Aim of the task: Return, exactly and in full, the lines of the records below starting at the one with "self.distances.len()" and ending at the one with "pub fn iter(&self)", and no other lines.

Excerpted data:
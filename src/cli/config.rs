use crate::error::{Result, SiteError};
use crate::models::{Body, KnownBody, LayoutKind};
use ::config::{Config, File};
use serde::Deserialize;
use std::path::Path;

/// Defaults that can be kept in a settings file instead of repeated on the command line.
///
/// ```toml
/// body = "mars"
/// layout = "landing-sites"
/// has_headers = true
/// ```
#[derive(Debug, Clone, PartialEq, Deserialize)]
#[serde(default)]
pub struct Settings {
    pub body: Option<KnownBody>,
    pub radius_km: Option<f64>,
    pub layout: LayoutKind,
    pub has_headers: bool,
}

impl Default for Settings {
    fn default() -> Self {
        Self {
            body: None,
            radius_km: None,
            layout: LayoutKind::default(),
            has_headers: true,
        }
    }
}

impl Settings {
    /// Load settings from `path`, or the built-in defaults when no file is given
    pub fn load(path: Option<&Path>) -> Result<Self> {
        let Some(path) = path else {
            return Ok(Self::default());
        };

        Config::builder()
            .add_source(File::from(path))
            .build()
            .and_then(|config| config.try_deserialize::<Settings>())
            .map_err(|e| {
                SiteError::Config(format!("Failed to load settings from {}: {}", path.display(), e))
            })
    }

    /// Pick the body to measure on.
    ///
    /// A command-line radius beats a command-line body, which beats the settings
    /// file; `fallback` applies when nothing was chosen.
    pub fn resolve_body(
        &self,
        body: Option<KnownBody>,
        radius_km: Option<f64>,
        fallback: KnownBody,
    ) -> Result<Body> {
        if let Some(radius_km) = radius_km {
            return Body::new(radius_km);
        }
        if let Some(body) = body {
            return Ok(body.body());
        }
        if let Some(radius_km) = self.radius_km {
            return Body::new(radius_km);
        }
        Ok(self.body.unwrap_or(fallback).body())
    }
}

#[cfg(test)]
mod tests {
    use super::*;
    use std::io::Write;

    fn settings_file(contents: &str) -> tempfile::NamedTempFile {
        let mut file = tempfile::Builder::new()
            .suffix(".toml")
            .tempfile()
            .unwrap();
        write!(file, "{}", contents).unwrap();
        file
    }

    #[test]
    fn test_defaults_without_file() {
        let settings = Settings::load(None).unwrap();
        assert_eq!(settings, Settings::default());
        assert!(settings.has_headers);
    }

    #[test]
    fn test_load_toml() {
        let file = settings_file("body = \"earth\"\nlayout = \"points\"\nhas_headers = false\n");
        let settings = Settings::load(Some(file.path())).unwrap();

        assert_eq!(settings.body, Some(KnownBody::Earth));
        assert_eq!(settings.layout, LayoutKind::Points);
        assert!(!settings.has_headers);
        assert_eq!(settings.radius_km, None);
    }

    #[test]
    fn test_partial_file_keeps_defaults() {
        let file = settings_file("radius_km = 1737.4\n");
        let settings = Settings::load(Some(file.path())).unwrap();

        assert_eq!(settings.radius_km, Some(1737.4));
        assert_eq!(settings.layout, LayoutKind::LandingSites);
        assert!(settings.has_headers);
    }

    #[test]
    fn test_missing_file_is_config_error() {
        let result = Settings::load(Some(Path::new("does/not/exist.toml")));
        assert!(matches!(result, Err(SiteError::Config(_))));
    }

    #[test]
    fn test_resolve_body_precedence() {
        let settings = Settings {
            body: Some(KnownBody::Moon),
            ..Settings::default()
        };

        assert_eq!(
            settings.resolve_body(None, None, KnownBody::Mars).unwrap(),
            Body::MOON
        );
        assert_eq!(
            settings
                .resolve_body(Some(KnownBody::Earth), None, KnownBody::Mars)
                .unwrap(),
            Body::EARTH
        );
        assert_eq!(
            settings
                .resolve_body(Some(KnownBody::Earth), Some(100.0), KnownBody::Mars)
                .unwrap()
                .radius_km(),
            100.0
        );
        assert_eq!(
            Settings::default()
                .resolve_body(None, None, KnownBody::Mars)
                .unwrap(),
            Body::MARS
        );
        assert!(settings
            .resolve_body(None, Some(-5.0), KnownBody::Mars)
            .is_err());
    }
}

* * *

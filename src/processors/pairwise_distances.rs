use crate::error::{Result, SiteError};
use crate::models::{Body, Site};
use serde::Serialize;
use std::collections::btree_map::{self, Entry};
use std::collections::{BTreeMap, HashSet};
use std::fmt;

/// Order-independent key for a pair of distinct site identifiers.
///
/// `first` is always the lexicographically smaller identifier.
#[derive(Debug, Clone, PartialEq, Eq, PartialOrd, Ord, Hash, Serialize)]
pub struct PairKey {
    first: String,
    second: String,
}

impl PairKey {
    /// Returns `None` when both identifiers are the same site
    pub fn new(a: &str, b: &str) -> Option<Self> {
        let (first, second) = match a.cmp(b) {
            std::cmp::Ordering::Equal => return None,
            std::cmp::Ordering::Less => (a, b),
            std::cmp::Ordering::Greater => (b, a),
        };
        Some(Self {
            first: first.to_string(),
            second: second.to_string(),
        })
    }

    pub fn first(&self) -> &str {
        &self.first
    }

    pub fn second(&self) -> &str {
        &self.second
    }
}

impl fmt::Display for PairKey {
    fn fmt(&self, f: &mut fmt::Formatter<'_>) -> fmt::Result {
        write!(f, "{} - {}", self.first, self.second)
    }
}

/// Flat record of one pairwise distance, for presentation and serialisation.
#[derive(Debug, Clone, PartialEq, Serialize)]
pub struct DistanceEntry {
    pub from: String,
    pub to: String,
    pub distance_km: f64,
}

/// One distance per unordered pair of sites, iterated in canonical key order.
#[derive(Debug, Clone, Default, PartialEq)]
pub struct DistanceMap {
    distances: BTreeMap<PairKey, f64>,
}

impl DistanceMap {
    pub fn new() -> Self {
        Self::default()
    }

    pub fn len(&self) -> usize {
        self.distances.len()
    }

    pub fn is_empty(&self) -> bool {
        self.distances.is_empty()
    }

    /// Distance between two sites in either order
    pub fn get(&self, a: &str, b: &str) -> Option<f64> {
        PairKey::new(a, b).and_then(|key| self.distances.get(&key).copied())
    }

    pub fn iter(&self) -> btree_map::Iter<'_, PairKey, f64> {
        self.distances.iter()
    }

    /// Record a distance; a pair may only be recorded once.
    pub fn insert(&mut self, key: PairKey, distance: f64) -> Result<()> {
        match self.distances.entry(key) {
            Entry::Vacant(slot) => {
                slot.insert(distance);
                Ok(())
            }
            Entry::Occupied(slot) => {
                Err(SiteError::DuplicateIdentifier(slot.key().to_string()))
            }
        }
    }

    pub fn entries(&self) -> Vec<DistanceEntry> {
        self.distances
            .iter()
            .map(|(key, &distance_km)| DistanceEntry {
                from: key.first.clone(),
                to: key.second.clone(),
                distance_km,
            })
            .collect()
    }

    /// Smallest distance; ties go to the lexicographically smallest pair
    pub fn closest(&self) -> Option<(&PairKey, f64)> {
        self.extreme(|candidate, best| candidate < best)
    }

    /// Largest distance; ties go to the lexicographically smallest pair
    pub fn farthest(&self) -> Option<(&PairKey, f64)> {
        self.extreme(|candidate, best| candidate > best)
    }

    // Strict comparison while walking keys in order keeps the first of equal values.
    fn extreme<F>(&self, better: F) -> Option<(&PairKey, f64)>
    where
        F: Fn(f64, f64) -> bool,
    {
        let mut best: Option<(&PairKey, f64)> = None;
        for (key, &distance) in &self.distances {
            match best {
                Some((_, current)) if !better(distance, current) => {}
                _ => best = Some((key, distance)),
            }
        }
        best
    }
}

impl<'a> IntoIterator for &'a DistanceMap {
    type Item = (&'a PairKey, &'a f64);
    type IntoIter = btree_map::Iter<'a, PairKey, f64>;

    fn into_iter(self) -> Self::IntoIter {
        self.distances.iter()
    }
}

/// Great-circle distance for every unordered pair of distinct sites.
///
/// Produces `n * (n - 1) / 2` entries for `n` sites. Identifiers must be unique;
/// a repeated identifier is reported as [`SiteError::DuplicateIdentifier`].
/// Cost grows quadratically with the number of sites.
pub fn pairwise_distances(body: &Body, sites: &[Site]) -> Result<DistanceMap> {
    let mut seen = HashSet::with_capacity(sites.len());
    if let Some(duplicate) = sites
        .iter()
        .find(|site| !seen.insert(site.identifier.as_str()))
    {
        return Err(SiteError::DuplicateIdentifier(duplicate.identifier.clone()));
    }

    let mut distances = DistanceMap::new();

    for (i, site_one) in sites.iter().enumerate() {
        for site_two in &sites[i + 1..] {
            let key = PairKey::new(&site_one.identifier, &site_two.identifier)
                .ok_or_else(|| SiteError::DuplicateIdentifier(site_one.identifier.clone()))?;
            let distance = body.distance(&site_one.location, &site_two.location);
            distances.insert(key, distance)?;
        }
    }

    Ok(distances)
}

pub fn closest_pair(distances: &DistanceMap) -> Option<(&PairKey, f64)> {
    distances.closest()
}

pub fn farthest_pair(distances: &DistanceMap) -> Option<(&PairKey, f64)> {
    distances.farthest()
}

...

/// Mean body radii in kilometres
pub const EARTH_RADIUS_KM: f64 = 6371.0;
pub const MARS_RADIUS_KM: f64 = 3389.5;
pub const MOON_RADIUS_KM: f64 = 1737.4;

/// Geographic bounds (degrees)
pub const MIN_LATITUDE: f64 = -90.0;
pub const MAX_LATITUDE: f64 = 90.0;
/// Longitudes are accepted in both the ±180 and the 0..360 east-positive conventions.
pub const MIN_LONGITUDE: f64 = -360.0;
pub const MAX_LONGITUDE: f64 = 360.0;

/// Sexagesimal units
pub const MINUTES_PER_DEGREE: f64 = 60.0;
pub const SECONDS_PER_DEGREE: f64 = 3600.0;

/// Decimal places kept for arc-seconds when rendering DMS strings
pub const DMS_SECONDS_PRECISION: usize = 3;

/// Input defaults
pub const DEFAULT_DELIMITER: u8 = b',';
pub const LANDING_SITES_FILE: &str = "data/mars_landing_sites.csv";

Result of the task:
        self.distances.len()
    }

    pub fn is_empty(&self) -> bool {
        self.distances.is_empty()
    }

    /// Distance between two sites in either order
    pub fn get(&self, a: &str, b: &str) -> Option<f64> {
        PairKey::new(a, b).and_then(|key| self.distances.get(&key).copied())
    }

    pub fn iter(&self) -> btree_map::Iter<'_, PairKey, f64> {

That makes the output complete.